Audio-visual (AV) representation learning is an important task from the perspective of designing machines with the ability to understand complex events. To this end, we propose a novel multimodal framework that instantiates multiple instance learning. Specifically, we develop methods that identify events and localize corresponding AV cues in unconstrained videos. Importantly, this is done using weak labels where only video-level event labels are known without any information about their location in time. We show that the learnt representations are useful for performing several tasks such as event/object classification, audio event detection, audio source separation and visual object localization. An important feature of our method is its capacity to learn from unsynchronized audio-visual events. We also demonstrate our framework's ability to separate out the audio source of interest through a novel use of nonnegative matrix factorization. State-of-the-art classification results, with a F1-score of 65.0, are achieved on DCASE 2017 smart cars challenge data with promising generalization to diverse object types such as musical instruments. Visualizations of localized visual regions and audio segments substantiate our system's efficacy, especially when dealing with noisy situations where modality-specific cues appear asynchronously.
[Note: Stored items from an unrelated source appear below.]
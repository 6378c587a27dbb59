//! Envelope modules: ADSR and exponential decay.
//!
//! An envelope owns no signal path. At note start it schedules ramps on the
//! property it is patched into, and at note-off it reports how long its tail
//! will take so the voice is not torn down early.

use super::param::ParamHandle;
use super::{Envelope, Lifetime, Module, ModuleError, ModuleKind, ModuleSpec, OutputRef, Ports};

/// Attack-Decay-Sustain-Release envelope with linear segments.
///
/// `attack`, `decay` and `release` are in seconds; `sustain` is a fraction of
/// `level`.
#[derive(Debug, Clone)]
pub struct Adsr {
    ports: Ports,
    targets: Vec<ParamHandle>,
}

impl Adsr {
    pub fn new() -> Self {
        Self {
            ports: Ports::new(
                ModuleKind::Adsr,
                &[
                    ("attack", 0.1),
                    ("decay", 0.1),
                    ("sustain", 0.5),
                    ("release", 0.1),
                    ("level", 1.0),
                ],
            ),
            targets: Vec::new(),
        }
    }

    fn times(&self) -> (f64, f64, f64) {
        (
            self.ports.value("attack").max(0.0),
            self.ports.value("decay").max(0.0),
            self.ports.value("release").max(0.0),
        )
    }
}

impl Default for Adsr {
    fn default() -> Self {
        Self::new()
    }
}

impl Envelope for Adsr {
    /// - no duration: attack to `level`, decay to `sustain * level`, hold.
    /// - `duration <= attack`: rise partway, then release.
    /// - `duration <= attack + decay`: full attack, partial decay, release.
    /// - longer: full attack and decay, hold sustain until `duration`, release.
    fn apply(&mut self, target: ParamHandle, when: f64, duration: Option<f64>) {
        let (attack, decay, release) = self.times();
        let level = self.ports.value("level");
        let sustain_level = self.ports.value("sustain") * level;

        target.cancel_scheduled_values(when);
        target.set_value_at_time(0.0, when);

        match duration {
            None => {
                target.linear_ramp_to_value_at_time(level, when + attack);
                target.linear_ramp_to_value_at_time(sustain_level, when + attack + decay);
            }
            Some(duration) if duration <= attack => {
                let peak = if attack > 0.0 {
                    level * duration / attack
                } else {
                    level
                };
                target.linear_ramp_to_value_at_time(peak, when + duration);
                target.linear_ramp_to_value_at_time(0.0, when + duration + release);
            }
            Some(duration) if duration <= attack + decay => {
                let through = (duration - attack) / decay;
                let reached = level - (level - sustain_level) * through;
                target.linear_ramp_to_value_at_time(level, when + attack);
                target.linear_ramp_to_value_at_time(reached, when + duration);
                target.linear_ramp_to_value_at_time(0.0, when + duration + release);
            }
            Some(duration) => {
                target.linear_ramp_to_value_at_time(level, when + attack);
                target.linear_ramp_to_value_at_time(sustain_level, when + attack + decay);
                target.linear_ramp_to_value_at_time(sustain_level, when + duration);
                target.linear_ramp_to_value_at_time(0.0, when + duration + release);
            }
        }

        self.targets.push(target);
    }

    fn release_on_note_off(&mut self, when: f64) {
        let (_, _, release) = self.times();
        for target in &self.targets {
            target.hold_at(when);
            target.linear_ramp_to_value_at_time(0.0, when + release);
        }
    }

    fn release_time(&self) -> f64 {
        self.times().2
    }
}

/// Exponentially decaying envelope with a linear attack and no sustain.
///
/// `decay` is the time for the signal to fall from `level` to `floor * level`.
#[derive(Debug, Clone)]
pub struct Decay {
    ports: Ports,
    floor: f64,
    targets: Vec<ParamHandle>,
    curve: ParamHandle,
    release: f64,
}

impl Decay {
    pub fn new(floor: f64) -> Self {
        Self {
            ports: Ports::new(
                ModuleKind::Decay,
                &[("attack", 0.01), ("decay", 0.5), ("level", 1.0)],
            ),
            floor,
            targets: Vec::new(),
            curve: ParamHandle::new(0.0),
            release: 0.0,
        }
    }

    /// Decay rate: `ln(1/floor) / decay`.
    pub fn rate(&self) -> f64 {
        let decay = self.ports.value("decay");
        if decay <= 0.0 {
            return f64::INFINITY;
        }
        (1.0 / self.floor).ln() / decay
    }

    /// The envelope's own output level at `t`.
    pub fn level_at(&self, t: f64) -> f64 {
        self.curve.value_at(t)
    }
}

impl Envelope for Decay {
    /// Duration is ignored; a decay envelope always runs its full course.
    fn apply(&mut self, target: ParamHandle, when: f64, _duration: Option<f64>) {
        let attack = self.ports.value("attack").max(0.0);
        let level = self.ports.value("level");
        let time_constant = 1.0 / self.rate();

        for param in [&self.curve, &target] {
            param.cancel_scheduled_values(when);
            param.set_value_at_time(0.0, when);
            param.linear_ramp_to_value_at_time(level, when + attack);
            param.set_target_at_time(0.0, when + attack, time_constant);
        }
        self.targets.push(target);
    }

    /// The decay keeps running; only the remaining tail is computed, from
    /// the level the envelope has reached at `when`.
    fn release_on_note_off(&mut self, when: f64) {
        let current = self.level_at(when);
        let rate = self.rate();
        self.release = if current <= self.floor || !rate.is_finite() {
            0.0
        } else {
            -(self.floor / current).ln() / rate
        };
    }

    fn release_time(&self) -> f64 {
        self.release
    }
}

macro_rules! envelope_module {
    ($ty:ty) => {
        impl Module for $ty {
            fn kind(&self) -> ModuleKind {
                self.ports.kind()
            }

            fn param(&self, name: &str) -> Option<ParamHandle> {
                self.ports.param(name)
            }

            fn connect(&mut self, port: &str, source: OutputRef) -> Result<(), ModuleError> {
                self.ports.connect(port, source)
            }

            fn connections(&self) -> &[(String, OutputRef)] {
                self.ports.connections()
            }

            fn lifetime(&self) -> Lifetime {
                self.ports.lifetime()
            }

            fn stop(&mut self, when: f64) {
                self.ports.stop(when);
            }

            fn declare(&mut self, spec: ModuleSpec) {
                self.ports.declare(spec);
            }

            fn as_envelope_mut(&mut self) -> Option<&mut dyn Envelope> {
                Some(self)
            }
        }
    };
}

envelope_module!(Adsr);
envelope_module!(Decay);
机译:视听(AV)表示学习是从设计机器的角度来看的重要任务,具有理解复杂事件的能力。为此,我们提出了一种模拟多模型框架,用于实例化多个实例学习。具体地,我们开发了识别事件和本地化不受约束视频中相应的AV线索的方法。重要的是,这是使用弱标签完成的,其中只知道视频级事件标签而没有任何关于它们的位置的信息。我们表明学习的表示对于执行诸如事件/对象分类,音频事件检测,音频分离和视觉对象定位等多个任务是有用的。我们的方法的一个重要特征是它从未同步的视听事件中学习的能力。我们还展示了我们的框架通过新颖的非负面矩阵分解来分离出音频源的能力。最先进的分类结果,F1分数为65.0,在DCES 2017智能汽车上实现了对具有有前列概括的数据,以诸如乐器等多种物体类型的数据。本地化视觉区域和音频段的可视化证实了我们的系统的功效,特别是在处理嘈杂的情况时,在异步显示模态的提示时。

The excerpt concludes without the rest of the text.